City have spent in the region of £400million on defenders since Guardiola took charge in 2016, but defensive concerns over the past year have prompted doubts about their strength at the back.

They were punished for some suspect defending in their 2-1 FA Cup semi-final loss to Arsenal and 3-1 Champions League exit at the hands of Lyon last season, and they have kept only one clean sheet in their past six games in all competitions.

Concerns about the vulnerability of a high defensive line are not about to force Guardiola into a change, though.

"The high line has always been like this for me," he said. "My teams have conceded the fewest goals playing 40 metres away from our box. I've always believed the further you are from your goal, the less chance you have to concede.

"We have to control the counter-press as a team, we have to improve playing against the counter-attack. We have to have more passes to have more control in the game but I don't see it as a big issue right now. We didn't lose against Leicester because of the counter-attack.

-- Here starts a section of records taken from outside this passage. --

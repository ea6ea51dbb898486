//! Static checks over a grammar.
//!
//! Validation never parses anything. It walks the symbol arena and reports
//! problems that would otherwise only surface at match time, or not at all:
//! references to undefined rules, repetitions that can only ever match once
//! because their item matches the empty string, and left recursion that the
//! simple engine cannot handle.

use std::collections::HashSet;

use once_cell::sync::Lazy;
use regex::Regex;

use crate::grammar::Grammar;
use crate::symbol::{SymbolId, SymbolKind};

static RULE_NAME: Lazy<Regex> = Lazy::new(|| {
    Regex::new(r"^[A-Za-z_][A-Za-z0-9_]*$").expect("rule name pattern is valid")
});

// ============================================================================
// REPORT
// ============================================================================

/// Sink for validation findings, by severity.
pub trait ValidationReporter {
    fn report_error(&mut self, message: impl Into<String>);
    fn report_warning(&mut self, message: impl Into<String>);
    fn report_suggestion(&mut self, message: impl Into<String>);
}

/// Findings of [`Grammar::validate`].
#[derive(Debug, Clone, Default, PartialEq, Eq)]
pub struct GrammarReport {
    pub errors: Vec<String>,
    pub warnings: Vec<String>,
    pub suggestions: Vec<String>,
}

impl GrammarReport {
    pub fn new() -> Self {
        Self::default()
    }

    /// True when there are no errors. Warnings and suggestions do not count.
    pub fn is_valid(&self) -> bool {
        self.errors.is_empty()
    }

    /// True when there is nothing at all to report.
    pub fn is_clean(&self) -> bool {
        self.errors.is_empty() && self.warnings.is_empty() && self.suggestions.is_empty()
    }
}

impl ValidationReporter for GrammarReport {
    fn report_error(&mut self, message: impl Into<String>) {
        self.errors.push(message.into());
    }

    fn report_warning(&mut self, message: impl Into<String>) {
        self.warnings.push(message.into());
    }

    fn report_suggestion(&mut self, message: impl Into<String>) {
        self.suggestions.push(message.into());
    }
}

// ============================================================================
// CHECKS
// ============================================================================

impl Grammar {
    /// Runs every static check.
    ///
    /// # Examples
    ///
    /// ```rust
    /// use rdparse::{rule, Grammar};
    /// let mut g = Grammar::new();
    /// g.define("Start", (rule("Missing"), "x")).unwrap();
    /// let report = g.validate();
    /// assert!(!report.is_valid());
    /// assert!(report.errors[0].contains("Missing"));
    /// ```
    pub fn validate(&self) -> GrammarReport {
        let mut report = GrammarReport::new();
        let nullable = nullable_set(self);

        check_rule_names(self, &mut report);
        check_redefinitions(self, &mut report);
        check_references(self, &mut report);
        check_nullable_repeats(self, &nullable, &mut report);
        check_left_recursion(self, &nullable, &mut report);

        report
    }
}

fn check_rule_names(grammar: &Grammar, report: &mut impl ValidationReporter) {
    for (name, _) in grammar.rules() {
        if !RULE_NAME.is_match(name) {
            report.report_warning(format!("rule name '{name}' is not an identifier"));
        }
    }
}

fn check_redefinitions(grammar: &Grammar, report: &mut impl ValidationReporter) {
    let mut seen = HashSet::new();
    for name in grammar.redefined() {
        if seen.insert(name.as_str()) {
            report.report_warning(format!(
                "rule '{name}' is defined more than once; the last definition wins"
            ));
        }
    }
}

fn check_references(grammar: &Grammar, report: &mut impl ValidationReporter) {
    for id in grammar.ids() {
        if let SymbolKind::Reference(name) = grammar.node(id).kind() {
            if grammar.body(name).is_none() {
                report.report_error(format!("rule '{name}' is referenced but never defined"));
            }
        }
    }
}

fn check_nullable_repeats(
    grammar: &Grammar,
    nullable: &HashSet<SymbolId>,
    report: &mut impl ValidationReporter,
) {
    for id in grammar.ids() {
        if let SymbolKind::Repeat { inner, bounds } = grammar.node(id).kind() {
            if bounds.max.is_none() && nullable.contains(inner) {
                report.report_warning(format!(
                    "{} repeats a symbol that can match the empty string; it stops after the first empty match",
                    grammar.dump_expr(id)
                ));
            }
        }
    }
}

fn check_left_recursion(
    grammar: &Grammar,
    nullable: &HashSet<SymbolId>,
    report: &mut impl ValidationReporter,
) {
    for (name, body) in grammar.rules() {
        if reaches_leftmost(grammar, nullable, body, name) {
            report.report_suggestion(format!(
                "rule '{name}' is left-recursive; parse it with the packrat engine"
            ));
        }
    }
}

// ============================================================================
// ANALYSIS
// ============================================================================

/// Ids of every node that can match without consuming input.
fn nullable_set(grammar: &Grammar) -> HashSet<SymbolId> {
    let mut nullable = HashSet::new();
    loop {
        let mut changed = false;
        for id in grammar.ids() {
            if nullable.contains(&id) {
                continue;
            }
            let is_nullable = match grammar.node(id).kind() {
                SymbolKind::Literal(text) => text.is_empty(),
                SymbolKind::Pattern(pattern) => pattern.is_nullable(),
                SymbolKind::Empty => true,
                SymbolKind::Sequence(children) => children.iter().all(|c| nullable.contains(c)),
                SymbolKind::Alternation(children) => children.iter().any(|c| nullable.contains(c)),
                SymbolKind::Repeat { inner, bounds } => bounds.min == 0 || nullable.contains(inner),
                SymbolKind::Reference(name) => grammar
                    .body(name)
                    .is_some_and(|body| nullable.contains(&body)),
                SymbolKind::Fail(_) => false,
            };
            if is_nullable {
                nullable.insert(id);
                changed = true;
            }
        }
        if !changed {
            return nullable;
        }
    }
}

/// Whether `target` can be reached from `start` without consuming input.
fn reaches_leftmost(
    grammar: &Grammar,
    nullable: &HashSet<SymbolId>,
    start: SymbolId,
    target: &str,
) -> bool {
    let mut visited = HashSet::new();
    let mut pending = vec![start];

    while let Some(id) = pending.pop() {
        if !visited.insert(id) {
            continue;
        }
        match grammar.node(id).kind() {
            SymbolKind::Sequence(children) => {
                for &child in children {
                    pending.push(child);
                    if !nullable.contains(&child) {
                        break;
                    }
                }
            }
            SymbolKind::Alternation(children) => pending.extend(children.iter().copied()),
            SymbolKind::Repeat { inner, bounds } if bounds.max != Some(0) => pending.push(*inner),
            SymbolKind::Reference(name) => {
                if name == target {
                    return true;
                }
                if let Some(body) = grammar.body(name) {
                    pending.push(body);
                }
            }
            _ => {}
        }
    }
    false
}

"Every day I try to get the players believing in the message. Most of my backroom staff have remained the same and look what we've won in three seasons.

"If ever the players don't believe the message, it will be my fault. I have to keep doing my best to try and convince them. I know that when you're winning, everything you're doing is right, and when you lose, you have a problem. But they're pretty convinced by what we're doing."

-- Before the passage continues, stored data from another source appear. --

//! Grammar expressions: the construction-time surface of the symbol algebra.
//!
//! An [`Expr`] is a plain description that [`Grammar::add`](crate::Grammar::add)
//! lowers into arena nodes. Ordinary Rust values convert into it the same way
//! grammar fragments are normalized everywhere in this crate:
//!
//! | value                         | symbol      |
//! |-------------------------------|-------------|
//! | `&str`, `String`              | Literal     |
//! | `regex::Regex`, [`pattern`]   | Pattern     |
//! | `()`, `None`, [`empty`]       | Empty       |
//! | tuples, [`seq!`](crate::seq)  | Sequence    |
//! | `Vec`, arrays, [`alt!`](crate::alt) | Alternation |
//! | `SymbolId`                    | itself      |
//! | `Failure`, [`fail`]           | Fail        |
//! | [`rule`]                      | Reference   |
//!
//! A `regex::Regex` keeps its inline flags only; see its `From` impl.
//!
//! `|` appends an alternative and `*` repeats:
//!
//! ```rust
//! use rdparse::{rule, Expr, Grammar, IntoExpr};
//! let mut g = Grammar::new();
//! let list = Expr::from(("a", (",", "a").into_expr() * (0..)));
//! g.define("List", list | rule("Other")).unwrap();
//! g.define("Other", "b").unwrap();
//! assert_eq!(g.dump(), "List->[('a',(',','a')*(0,...))|Other]\nOther->'b'");
//! ```

use std::fmt;
use std::ops::{BitOr, Mul};
use std::rc::Rc;

use crate::symbol::{Failure, Repetition, SymbolId, Transform};
use crate::value::Value;

/// A grammar expression awaiting lowering into a [`Grammar`](crate::Grammar).
#[derive(Clone)]
pub enum Expr {
    Symbol(SymbolId),
    Literal(String),
    Pattern(String),
    Regex(regex::Regex),
    Empty,
    Sequence(Vec<Expr>),
    Alternation(Vec<Expr>),
    Repeat(Box<Expr>, Repetition),
    Rule(String),
    Fail(Failure),
    Named(Box<Expr>, String),
    Mapped(Box<Expr>, Transform),
}

// ============================================================================
// BUILDERS
// ============================================================================

/// A reference to the rule `name`, resolved when it is matched.
pub fn rule(name: impl Into<String>) -> Expr {
    Expr::Rule(name.into())
}

/// A regular expression anchored at the cursor. Compiled when lowered.
pub fn pattern(source: impl Into<String>) -> Expr {
    Expr::Pattern(source.into())
}

/// Matches the empty string.
pub fn empty() -> Expr {
    Expr::Empty
}

/// Aborts the whole parse with `message` when reached.
pub fn fail(message: impl Into<String>) -> Expr {
    Expr::Fail(Failure::new(message))
}

/// Builds a sequence from expressions of different types.
#[macro_export]
macro_rules! seq {
    ($($item:expr),* $(,)?) => {
        $crate::Expr::Sequence(vec![$($crate::Expr::from($item)),*])
    };
}

/// Builds an ordered alternation from expressions of different types.
#[macro_export]
macro_rules! alt {
    ($($item:expr),* $(,)?) => {
        $crate::Expr::Alternation(vec![$($crate::Expr::from($item)),*])
    };
}

/// Conversion helper for values that would otherwise need a type annotation.
pub trait IntoExpr {
    fn into_expr(self) -> Expr;
}

impl<T: Into<Expr>> IntoExpr for T {
    fn into_expr(self) -> Expr {
        self.into()
    }
}

impl Expr {
    /// Sets the display name used in dumps and diagnostics.
    pub fn named(self, name: impl Into<String>) -> Self {
        Expr::Named(Box::new(self), name.into())
    }

    /// Attaches a transform. On a rule reference this installs the rule's
    /// action instead.
    pub fn map<F>(self, f: F) -> Self
    where
        F: Fn(Value) -> Value + 'static,
    {
        Expr::Mapped(Box::new(self), Rc::new(f))
    }

    pub fn repeat(self, bounds: impl Into<Repetition>) -> Self {
        Expr::Repeat(Box::new(self), bounds.into())
    }

    /// Appends an alternative. An alternation on the left is extended rather
    /// than nested.
    pub fn or(self, other: impl Into<Expr>) -> Self {
        match self {
            Expr::Alternation(mut items) => {
                items.push(other.into());
                Expr::Alternation(items)
            }
            first => Expr::Alternation(vec![first, other.into()]),
        }
    }
}

impl<T: Into<Expr>> BitOr<T> for Expr {
    type Output = Expr;

    fn bitor(self, other: T) -> Expr {
        self.or(other)
    }
}

impl<R: Into<Repetition>> Mul<R> for Expr {
    type Output = Expr;

    fn mul(self, bounds: R) -> Expr {
        self.repeat(bounds)
    }
}

impl<T: Into<Expr>> BitOr<T> for SymbolId {
    type Output = Expr;

    fn bitor(self, other: T) -> Expr {
        Expr::Symbol(self).or(other)
    }
}

impl<R: Into<Repetition>> Mul<R> for SymbolId {
    type Output = Expr;

    fn mul(self, bounds: R) -> Expr {
        Expr::Symbol(self).repeat(bounds)
    }
}

// ============================================================================
// CONVERSIONS
// ============================================================================

impl From<SymbolId> for Expr {
    fn from(id: SymbolId) -> Self {
        Expr::Symbol(id)
    }
}

impl From<&str> for Expr {
    fn from(text: &str) -> Self {
        Expr::Literal(text.to_string())
    }
}

impl From<String> for Expr {
    fn from(text: String) -> Self {
        Expr::Literal(text)
    }
}

impl From<&String> for Expr {
    fn from(text: &String) -> Self {
        Expr::Literal(text.clone())
    }
}

/// The pattern is rebuilt from [`regex::Regex::as_str`], so only flags
/// written inline (`(?i)`, `(?m)`) carry over. Options set through
/// `regex::RegexBuilder` are not part of the source text and are lost.
impl From<regex::Regex> for Expr {
    fn from(regex: regex::Regex) -> Self {
        Expr::Regex(regex)
    }
}

impl From<()> for Expr {
    fn from(_: ()) -> Self {
        Expr::Empty
    }
}

impl<T: Into<Expr>> From<Option<T>> for Expr {
    fn from(value: Option<T>) -> Self {
        value.map_or(Expr::Empty, Into::into)
    }
}

impl From<Failure> for Expr {
    fn from(failure: Failure) -> Self {
        Expr::Fail(failure)
    }
}

impl<T: Into<Expr>> From<Vec<T>> for Expr {
    fn from(items: Vec<T>) -> Self {
        Expr::Alternation(items.into_iter().map(Into::into).collect())
    }
}

impl<T: Into<Expr>, const N: usize> From<[T; N]> for Expr {
    fn from(items: [T; N]) -> Self {
        Expr::Alternation(items.into_iter().map(Into::into).collect())
    }
}

macro_rules! impl_sequence_tuple {
    ($($name:ident),+) => {
        impl<$($name: Into<Expr>),+> From<($($name,)+)> for Expr {
            #[allow(non_snake_case)]
            fn from(($($name,)+): ($($name,)+)) -> Self {
                Expr::Sequence(vec![$($name.into()),+])
            }
        }
    };
}

impl_sequence_tuple!(A);
impl_sequence_tuple!(A, B);
impl_sequence_tuple!(A, B, C);
impl_sequence_tuple!(A, B, C, D);
impl_sequence_tuple!(A, B, C, D, E);
impl_sequence_tuple!(A, B, C, D, E, F);
impl_sequence_tuple!(A, B, C, D, E, F, G);
impl_sequence_tuple!(A, B, C, D, E, F, G, H);
impl_sequence_tuple!(A, B, C, D, E, F, G, H, I);
impl_sequence_tuple!(A, B, C, D, E, F, G, H, I, J);

impl fmt::Debug for Expr {
    fn fmt(&self, f: &mut fmt::Formatter<'_>) -> fmt::Result {
        match self {
            Expr::Symbol(id) => write!(f, "Symbol({id})"),
            Expr::Literal(text) => f.debug_tuple("Literal").field(text).finish(),
            Expr::Pattern(source) => f.debug_tuple("Pattern").field(source).finish(),
            Expr::Regex(regex) => f.debug_tuple("Regex").field(&regex.as_str()).finish(),
            Expr::Empty => write!(f, "Empty"),
            Expr::Sequence(items) => f.debug_tuple("Sequence").field(items).finish(),
            Expr::Alternation(items) => f.debug_tuple("Alternation").field(items).finish(),
            Expr::Repeat(inner, bounds) => write!(f, "Repeat({inner:?}, {bounds})"),
            Expr::Rule(name) => f.debug_tuple("Rule").field(name).finish(),
            Expr::Fail(failure) => f.debug_tuple("Fail").field(&failure.message()).finish(),
            Expr::Named(inner, name) => write!(f, "Named({inner:?}, {name:?})"),
            Expr::Mapped(inner, _) => write!(f, "Mapped({inner:?}, <fn>)"),
        }
    }
}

City face Leeds United on Saturday, a team managed by Marcelo Bielsa, the man Guardiola says he admires the most "as a manager and also a person".

The former Barcelona and Bayern Munich boss also looks to Bielsa as a reason never to abandon your principles "not even in the bad moments".

"Whether your career is long or short, you have ups and downs, but never in the downs do I doubt about the players or the way I feel. Nobody can assure you of a victory, nobody can assure you with one idea that you will have success," he added.

"You have to believe in your own convictions."